The study has highlighted that consumer spending decreased drastically as government-imposed lockdown measures were expected by many in March and continued to drop after they were officially implemented.
Researchers at St Andrews and Heriot Watt universities found that overall consumer spending fell by 32%.
Dr Dimitris Chronopoulos, from the Centre for Responsible Banking and Finance at St Andrews, said: “It is becoming clear that the spread of the Covid-19 virus and the government lockdown are having significant and varied impacts on the level and composition of consumer spending patterns across Great Britain.”
Data has also revealed that since the implementation of the lockdown measures, an estimated 57% of workers were engaged in less paid work, 8% had become unemployed and those still in work had a 33% chance of being jobless within the next four months.
Almost half of those surveyed said they would probably struggle to pay household bills in the future, The Courier reports.

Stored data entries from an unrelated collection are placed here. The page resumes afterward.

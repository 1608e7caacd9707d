//! Router lifecycle events.
//!
//! Listeners see every event in subscription order. The response event hands
//! out a mutable reference; whatever the listeners leave there is what the
//! router returns.

use std::sync::Arc;

use crate::http::Response;

/// Events emitted while dispatching one route token.
#[derive(Debug)]
pub enum RouterEvent<'a> {
    /// Dispatch started.
    Start { token: &'a str },
    /// A route matched; the handler is about to run.
    BeforeCall { controller: &'a str, action: &'a str },
    /// The handler produced a response.
    Response {
        route: &'a str,
        response: &'a mut Response,
    },
}

impl RouterEvent<'_> {
    /// Stable event name.
    pub fn name(&self) -> &'static str {
        match self {
            RouterEvent::Start { .. } => "router.start",
            RouterEvent::BeforeCall { .. } => "router.before_call",
            RouterEvent::Response { .. } => "router.response",
        }
    }
}

/// Receives router events.
pub trait EventListener: Send + Sync {
    fn handle(&self, event: &mut RouterEvent<'_>);
}

impl<F> EventListener for F
where
    F: Fn(&mut RouterEvent<'_>) + Send + Sync,
{
    fn handle(&self, event: &mut RouterEvent<'_>) {
        self(event)
    }
}

/// Fans events out to subscribed listeners.
#[derive(Clone, Default)]
pub struct EventDispatcher {
    listeners: Vec<Arc<dyn EventListener>>,
}

impl EventDispatcher {
    pub fn new() -> Self {
        Self::default()
    }

    pub fn subscribe(&mut self, listener: Arc<dyn EventListener>) {
        self.listeners.push(listener);
    }

    pub fn trigger(&self, event: &mut RouterEvent<'_>) {
        tracing::trace!(event = event.name(), listeners = self.listeners.len(), "Router event");
        for listener in &self.listeners {
            listener.handle(event);
        }
    }

    pub fn len(&self) -> usize {
        self.listeners.len()
    }

    pub fn is_empty(&self) -> bool {
        self.listeners.is_empty()
    }
}

impl std::fmt::Debug for EventDispatcher {
    fn fmt(&self, f: &mut std::fmt::Formatter<'_>) -> std::fmt::Result {
        f.debug_struct("EventDispatcher")
            .field("listeners", &self.listeners.len())
            .finish()
    }
}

Researchers also found evidence that people in Scotland started stockpiling earlier than in England and Wales as the pandemic increased fears of supply shortages.
The data found that overall, spending on groceries increased by 13% to 18% during each of the two weeks after the World Health Organisation declared the coronavirus outbreak as a global pandemic.
However, the study has indicated that people started to spend less on groceries after lockdown was introduced.
Professor John Wilson, a co-author of the study, added: “Our results are preliminary, but do provide a starting point for policymakers in understanding the real-time and varied impacts of COVID-19 on consumer spending.”